Say how many lines of the material below contain the word "构造失败", with no other words.

[[ WORKING DATA, beginning ]]

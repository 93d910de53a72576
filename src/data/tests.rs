//! 数据边界模块的单元测试

use std::io::Cursor;

use ndarray::{Array2, array};

use super::error::DataError;
use super::rationale::read_rationales_from;
use super::{DataLoader, Dataset, EmbeddingTable};

#[test]
fn dataset_clamps_lengths_and_derives_mask() {
    let ids = Array2::<usize>::zeros((1, 400));
    let labels = array![[0.1f32]];

    let dataset = Dataset::new(ids, labels, vec![350], None, 300).expect("构造失败");

    assert_eq!(dataset.max_sentence(), 300);
    assert_eq!(dataset.lengths()[0], 300);
    // 掩码为长度前缀：前 300 位全 1
    assert_eq!(dataset.mask().sum(), 300.0);
    assert_eq!(dataset.mask()[[0, 299]], 1.0);
}

#[test]
fn dataset_rejects_batch_dim_mismatch() {
    let ids = Array2::<usize>::zeros((2, 4));
    let labels = Array2::<f32>::zeros((3, 1));

    let err = Dataset::new(ids, labels, vec![4, 4], None, 4).unwrap_err();
    assert!(matches!(err, DataError::ShapeMismatch { .. }));
}

#[test]
fn dataset_rejects_ids_narrower_than_max_sentence() {
    let ids = Array2::<usize>::zeros((1, 3));
    let labels = array![[0.0f32]];

    let err = Dataset::new(ids, labels, vec![3], None, 4).unwrap_err();
    assert!(matches!(err, DataError::ShapeMismatch { .. }));
}

#[test]
fn dataset_pads_narrow_rationales_with_zeros() {
    let ids = Array2::<usize>::zeros((1, 4));
    let labels = array![[0.0f32]];
    let rationales = array![[1.0f32, 1.0]];

    let dataset = Dataset::new(ids, labels, vec![4], Some(rationales), 4).expect("构造失败");

    let r = dataset.rationales().expect("应携带标注");
    assert_eq!(r, &array![[1.0f32, 1.0, 0.0, 0.0]]);
}

fn indexed_dataset(n: usize) -> Dataset {
    // 第 0 列存行号，便于追踪洗牌后的顺序
    let ids = Array2::from_shape_fn((n, 3), |(i, t)| if t == 0 { i } else { 0 });
    let labels = Array2::<f32>::zeros((n, 1));
    Dataset::new(ids, labels, vec![3; n], None, 3).expect("构造失败")
}

#[test]
fn loader_visits_every_row_exactly_once() {
    let dataset = indexed_dataset(10);
    let loader = DataLoader::new(4).shuffle(true).seed(7);

    let batches: Vec<_> = loader.iter(&dataset).collect();
    assert_eq!(
        batches.iter().map(|b| b.len()).collect::<Vec<_>>(),
        vec![4, 4, 2]
    );

    let mut seen: Vec<usize> = batches
        .iter()
        .flat_map(|b| b.ids.column(0).to_vec())
        .collect();
    seen.sort_unstable();
    assert_eq!(seen, (0..10).collect::<Vec<_>>());
}

#[test]
fn loader_shuffle_is_reproducible_with_seed() {
    let dataset = indexed_dataset(10);
    let loader = DataLoader::new(4).shuffle(true).seed(7);

    let first: Vec<usize> = loader
        .iter(&dataset)
        .flat_map(|b| b.ids.column(0).to_vec())
        .collect();
    let second: Vec<usize> = loader
        .iter(&dataset)
        .flat_map(|b| b.ids.column(0).to_vec())
        .collect();
    assert_eq!(first, second);
}

#[test]
fn loader_without_shuffle_preserves_order() {
    let dataset = indexed_dataset(6);
    let loader = DataLoader::new(4);

    let order: Vec<usize> = loader
        .iter(&dataset)
        .flat_map(|b| b.ids.column(0).to_vec())
        .collect();
    assert_eq!(order, vec![0, 1, 2, 3, 4, 5]);
}

#[test]
fn embedding_parser_appends_zero_mask_row() {
    let text = "hello 0.1 0.2\nworld 0.3 0.4\n";
    let table = EmbeddingTable::from_reader(Cursor::new(text)).expect("解析失败");

    assert_eq!(table.vocab_size(), 3);
    assert_eq!(table.dim(), 2);
    assert_eq!(table.mask_id(), 2);
    assert_eq!(table.lookup("world"), Some(1));
    assert_eq!(table.lookup("缺失"), None);
    // mask 行全零
    assert!(table.vectors().row(2).iter().all(|&v| v == 0.0));
}

#[test]
fn embedding_parser_rejects_ragged_rows() {
    let text = "a 0.1 0.2\nb 0.3\n";
    let err = EmbeddingTable::from_reader(Cursor::new(text)).unwrap_err();
    assert!(matches!(err, DataError::FormatError(_)));
}

#[test]
fn rationales_mark_word_spans_per_aspect() {
    let line = r#"{"0": [[1, 3]], "1": [[0, 1], [4, 9]], "x": ["a", "b", "c", "d"]}"#;

    let aspect0 = read_rationales_from(Cursor::new(line), 0, 6).expect("解析失败");
    assert_eq!(aspect0, array![[0.0f32, 1.0, 1.0, 0.0, 0.0, 0.0]]);

    // 超出 max_sentence 的区间尾部被截断
    let aspect1 = read_rationales_from(Cursor::new(line), 1, 6).expect("解析失败");
    assert_eq!(aspect1, array![[1.0f32, 0.0, 0.0, 0.0, 1.0, 1.0]]);
}

#[test]
fn rationales_missing_aspect_key_is_format_error() {
    let line = r#"{"0": [[0, 1]], "x": ["a"]}"#;
    let err = read_rationales_from(Cursor::new(line), 5, 4).unwrap_err();
    assert!(matches!(err, DataError::FormatError(_)));
}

[[ WORKING DATA, end ]]

• _RESULT OF THE TASK_:
3